8.2.5 Forecast demand growth As with the feeder demand forecast, further adjustments to the demand projections at individual locations may need to be made, to accommodate the range of factors described in 8.1.4. Where such factors are considered to require adjustment of the trend they shall be documented. This trend line thus needs further adjustment to establish the forecast of feeder demand. In the final two stages of the example: The block load, which was excluded before establishing the trend line, is added back; and Material committed load changes (not included in the base load growth) are made. In this example, a further load is added in year 2; The outcome of this process is the Adjusted projection of HV feeder demand (in black). 8.2.6 Zone substation forecast calculations The zone substation peak demand data and forecast calculations described in sections 8.2.1 to 8.2.5 are contained within a spreadsheet. Once finalised, this spreadsheet becomes a controlled document.

9 Transmission system demand forecast The transmission system forecast is used for the consideration of normal and contingency flows on the network and underpins proposals to develop that network. It comprises a forecast of the load and generation at each of the existing and new connection points to the transmission network. The process used to determine the transmission system forecast is as follows: Existing and known generation developments that, taken together, broadly match the regional demand forecast described in section 10 are determined; Known step changes in demand, such as those arising from the connection of new transmission customers or changes in demand for existing customers, are determined; The forecast of zone substation demands described in section 8.2 is used as the basis to determine the demand at each connection point to the transmission network. The demand of the relevant zone substations normally supplied from each transmission connection point are aggregated, with an appropriate allowance for the diversity of their demands determined from comparison of SCADA records of individual zone substation demands and the transmission connection point demand. Average Zone substations power factor are determined and applied to determine MW, MVA and MVAr values for forecasting. The methodology used for the transmission forecasting is outlined in the Transmission Planning Report 2012, Trim Ref: D2012/611670.

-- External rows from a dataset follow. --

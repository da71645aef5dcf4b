// ============================================================================
// This code is part of Rusty-BSuitor.
// ----------------------------------------------------------------------------
// MIT License
//
// Copyright (c) 2023-present Javad Abdi, Mark C. Jeffrey
//
// Permission is hereby granted, free of charge, to any person obtaining a copy
// of this software and associated documentation files (the "Software"), to deal
// in the Software without restriction, including without limitation the rights
// to use, copy, modify, merge, publish, distribute, sublicense, and/or sell
// copies of the Software, and to permit persons to whom the Software is
// furnished to do so, subject to the following conditions:
//
// The above copyright notice and this permission notice shall be included in all
// copies or substantial portions of the Software.
//
// THE SOFTWARE IS PROVIDED "AS IS", WITHOUT WARRANTY OF ANY KIND, EXPRESS OR
// IMPLIED, INCLUDING BUT NOT LIMITED TO THE WARRANTIES OF MERCHANTABILITY,
// FITNESS FOR A PARTICULAR PURPOSE AND NONINFRINGEMENT. IN NO EVENT SHALL THE
// AUTHORS OR COPYRIGHT HOLDERS BE LIABLE FOR ANY CLAIM, DAMAGES OR OTHER
// LIABILITY, WHETHER IN AN ACTION OF CONTRACT, TORT OR OTHERWISE, ARISING FROM,
// OUT OF OR IN CONNECTION WITH THE SOFTWARE OR THE USE OR OTHER DEALINGS IN THE
// SOFTWARE.
// ============================================================================

use std::fs;
use rayon::prelude::*;

pub fn write_slice_to_file_seq<T, F>(s: &[T], of: F)
where
    T: std::string::ToString,
    F: AsRef<std::path::Path>,
{
    let s: Vec<String> = s
        .iter()
        .map(T::to_string)
        .collect();
    fs::write(
        of,
        s.join("\n")
    ).expect("cannot write to output");
}

pub fn read_file_to_vec_seq<T, P>(fname: P) -> Vec<T>
where
    T: std::str::FromStr,
    <T as std::str::FromStr>::Err : std::fmt::Debug,
    P: AsRef<std::path::Path>
{
    let s = fs::read_to_string(fname)
        .expect("cannot read input file");
    s
        .split('\n')
        .map(str::parse)
        .filter(Result::is_ok)
        .map(Result::unwrap)
        .collect::<Vec<T>>()
}

/// Parses one value per line in parallel. Lines that do not parse
/// (comments, blanks, headers) are silently skipped.
pub fn read_file_to_vec<T, P>(fname: P) -> Vec<T>
where
    T: std::str::FromStr + Send,
    <T as std::str::FromStr>::Err : std::fmt::Debug + Send,
    P: AsRef<std::path::Path>,
{
    let s = fs::read_to_string(fname)
        .expect("cannot read input file");
    s
        .par_split('\n')
        .map(str::parse)
        .filter(Result::is_ok)
        .map(Result::unwrap)
        .collect::<Vec<T>>()
}
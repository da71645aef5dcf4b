// ============================================================================
// This code is part of Rusty-BSuitor.
// ----------------------------------------------------------------------------
// MIT License
//
// Copyright (c) 2023-present Javad Abdi, Mark C. Jeffrey
//
// Permission is hereby granted, free of charge, to any person obtaining a copy
// of this software and associated documentation files (the "Software"), to deal
// in the Software without restriction, including without limitation the rights
// to use, copy, modify, merge, publish, distribute, sublicense, and/or sell
// copies of the Software, and to permit persons to whom the Software is
// furnished to do so, subject to the following conditions:
//
// The above copyright notice and this permission notice shall be included in all
// copies or substantial portions of the Software.
//
// THE SOFTWARE IS PROVIDED "AS IS", WITHOUT WARRANTY OF ANY KIND, EXPRESS OR
// IMPLIED, INCLUDING BUT NOT LIMITED TO THE WARRANTIES OF MERCHANTABILITY,
// FITNESS FOR A PARTICULAR PURPOSE AND NONINFRINGEMENT. IN NO EVENT SHALL THE
// AUTHORS OR COPYRIGHT HOLDERS BE LIABLE FOR ANY CLAIM, DAMAGES OR OTHER
// LIABILITY, WHETHER IN AN ACTION OF CONTRACT, TORT OR OTHERWISE, ARISING FROM,
// OUT OF OR IN CONNECTION WITH THE SOFTWARE OR THE USE OR OTHER DEALINGS IN THE
// SOFTWARE.
// ============================================================================

use std::time::{ Duration, Instant };

use super::get_time::Timer;

/// Runs `run` untimed until the warmup budget is spent, then `rounds`
/// timed repetitions, printing each round's time and returning the mean.
pub fn time_loop<I, R, E>(
    name: &str,
    rounds: usize,
    warmup: Duration,
    mut init: I,
    mut run: R,
    mut end: E
) -> Duration where
    I: FnMut(),
    R: FnMut(),
    E: FnMut(),
{
    let wt = Instant::now();
    while wt.elapsed() < warmup {
        init(); run(); end();
    }

    if rounds == 0 { return Duration::ZERO; }

    let mut t = Timer::new(name);
    for _ in 0..rounds {
        init();
        t.start();
        run();
        let d = t.stop();
        t.report(d, "");
        end();
    }
    t.total_time() / rounds as u32
}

10 Customer connections forecast At this stage the input information for the customer connections forecast is derived from the tariff service availability charge volumes. Year on year changes in the historical tariff customer numbers represent the net of customer connections and disconnections and are therefore scaled up by a factor to account for new customer connections only. As Maximo is developed, the historical information on customer connections will be drawn directly from that system. The historical information on customer numbers is compared with economic indicators (Gross State Product, Dwellings and Population) to determine the correlation between the customer numbers and these drivers. The outlook for most appropriate economic driver(s) is used to guide the forecast growth in customer connections. In 2013 a good correlation was observed between the GSP and the connections (lagged by one year). The forecast outcome reflected the outlook for GSP and is shown in Figure 7. Figure 6 Indicative network customer connections forecast The customer connections forecast is used to estimate the customer connections capex and the expected level of capital contributions.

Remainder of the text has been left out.